**How to complete this task:** Your answer should be the records below, written out exactly.
=== Begin Enclosure ===
//! Path-keyed store of per-file tag records.

use std::collections::BTreeMap;
use std::path::{Path, PathBuf};

use log::warn;

use crate::fields::TagField;
use crate::media_file_discovery::collect_audio_files_from_folder;
use crate::protocol::FileRecordSnapshot;
use crate::tag_store::{TagSnapshot, TagStore};
use crate::text_integrity;

/// One audio file's last-read tag state plus its display projections.
#[derive(Debug, Clone, Default, PartialEq)]
pub struct FileRecord {
    pub path: PathBuf,
    pub tags: TagSnapshot,
    pub display_title: String,
    pub display_bitrate: String,
}

impl FileRecord {
    pub fn value(&self, field: TagField) -> &str {
        self.tags.value(field)
    }

    pub fn snapshot(&self) -> FileRecordSnapshot {
        FileRecordSnapshot {
            path: self.path.clone(),
            title: self.tags.title.clone(),
            artist: self.tags.artist.clone(),
            album_artist: self.tags.album_artist.clone(),
            track: self.tags.track.clone(),
            album: self.tags.album.clone(),
            genre: self.tags.genre.clone(),
            date: self.tags.date.clone(),
            display_title: self.display_title.clone(),
            display_bitrate: self.display_bitrate.clone(),
        }
    }
}

/// Record collection keyed by file path, with a remembered scan folder.
/// Records change only through an explicit refresh; batch operations never
/// mutate them in place.
#[derive(Debug, Default)]
pub struct FileRecordStore {
    folder: Option<PathBuf>,
    records: BTreeMap<PathBuf, FileRecord>,
}

impl FileRecordStore {
    pub fn new() -> Self {
        Self {
            folder: None,
            records: BTreeMap::new(),
        }
    }

    pub fn folder(&self) -> Option<&Path> {
        self.folder.as_deref()
    }

    /// Rescans `folder` and replaces every record. Files whose tags cannot be
    /// read are logged and left out.
    pub fn refresh(&mut self, folder: &Path, tag_store: &dyn TagStore) {
        self.folder = Some(folder.to_path_buf());
        self.reload(tag_store);
    }

    /// Rescans the remembered folder, if one was set.
    pub fn reload(&mut self, tag_store: &dyn TagStore) {
        let Some(folder) = self.folder.clone() else {
            return;
        };

        self.records.clear();
        for path in collect_audio_files_from_folder(&folder) {
            match tag_store.read(&path) {
                Ok(tags) => {
                    let record = build_record(path, tags);
                    self.records.insert(record.path.clone(), record);
                }
                Err(error) => {
                    warn!(
                        "FileRecordStore: skipping unreadable file {}: {}",
                        path.display(),
                        error
                    );
                }
            }
        }
    }

    pub fn get(&self, path: &Path) -> Option<&FileRecord> {
        self.records.get(path)
    }

    pub fn len(&self) -> usize {
        self.records.len()
    }

    pub fn is_empty(&self) -> bool {
        self.records.is_empty()
    }

    /// Snapshots of every record in path order.
    pub fn snapshots(&self) -> Vec<FileRecordSnapshot> {
        self.records.values().map(FileRecord::snapshot).collect()
    }
}

fn build_record(path: PathBuf, tags: TagSnapshot) -> FileRecord {
    let display_title = text_integrity::display_title(&tags.title, &path);
    let display_bitrate = tags
        .bitrate_kbps
        .map(|kbps| format!("{kbps}k"))
        .unwrap_or_default();
    FileRecord {
        path,
        tags,
        display_title,
        display_bitrate,
    }
}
=== End Enclosure ===
**Completed exercise:**
//! Path-keyed store of per-file tag records.

use std::collections::BTreeMap;
use std::path::{Path, PathBuf};

use log::warn;

use crate::fields::TagField;
use crate::media_file_discovery::collect_audio_files_from_folder;
use crate::protocol::FileRecordSnapshot;
use crate::tag_store::{TagSnapshot, TagStore};
use crate::text_integrity;

/// One audio file's last-read tag state plus its display projections.
#[derive(Debug, Clone, Default, PartialEq)]
pub struct FileRecord {
    pub path: PathBuf,
    pub tags: TagSnapshot,
    pub display_title: String,
    pub display_bitrate: String,
}

impl FileRecord {
    pub fn value(&self, field: TagField) -> &str {
        self.tags.value(field)
    }

    pub fn snapshot(&self) -> FileRecordSnapshot {
        FileRecordSnapshot {
            path: self.path.clone(),
            title: self.tags.title.clone(),
            artist: self.tags.artist.clone(),
            album_artist: self.tags.album_artist.clone(),
            track: self.tags.track.clone(),
            album: self.tags.album.clone(),
            genre: self.tags.genre.clone(),
            date: self.tags.date.clone(),
            display_title: self.display_title.clone(),
            display_bitrate: self.display_bitrate.clone(),
        }
    }
}

/// Record collection keyed by file path, with a remembered scan folder.
/// Records change only through an explicit refresh; batch operations never
/// mutate them in place.
#[derive(Debug, Default)]
pub struct FileRecordStore {
    folder: Option<PathBuf>,
    records: BTreeMap<PathBuf, FileRecord>,
}

impl FileRecordStore {
    pub fn new() -> Self {
        Self {
            folder: None,
            records: BTreeMap::new(),
        }
    }

    pub fn folder(&self) -> Option<&Path> {
        self.folder.as_deref()
    }

    /// Rescans `folder` and replaces every record. Files whose tags cannot be
    /// read are logged and left out.
    pub fn refresh(&mut self, folder: &Path, tag_store: &dyn TagStore) {
        self.folder = Some(folder.to_path_buf());
        self.reload(tag_store);
    }

    /// Rescans the remembered folder, if one was set.
    pub fn reload(&mut self, tag_store: &dyn TagStore) {
        let Some(folder) = self.folder.clone() else {
            return;
        };

        self.records.clear();
        for path in collect_audio_files_from_folder(&folder) {
            match tag_store.read(&path) {
                Ok(tags) => {
                    let record = build_record(path, tags);
                    self.records.insert(record.path.clone(), record);
                }
                Err(error) => {
                    warn!(
                        "FileRecordStore: skipping unreadable file {}: {}",
                        path.display(),
                        error
                    );
                }
            }
        }
    }

    pub fn get(&self, path: &Path) -> Option<&FileRecord> {
        self.records.get(path)
    }

    pub fn len(&self) -> usize {
        self.records.len()
    }

    pub fn is_empty(&self) -> bool {
        self.records.is_empty()
    }

    /// Snapshots of every record in path order.
    pub fn snapshots(&self) -> Vec<FileRecordSnapshot> {
        self.records.values().map(FileRecord::snapshot).collect()
    }
}

fn build_record(path: PathBuf, tags: TagSnapshot) -> FileRecord {
    let display_title = text_integrity::display_title(&tags.title, &path);
    let display_bitrate = tags
        .bitrate_kbps
        .map(|kbps| format!("{kbps}k"))
        .unwrap_or_default();
    FileRecord {
        path,
        tags,
        display_title,
        display_bitrate,
    }
}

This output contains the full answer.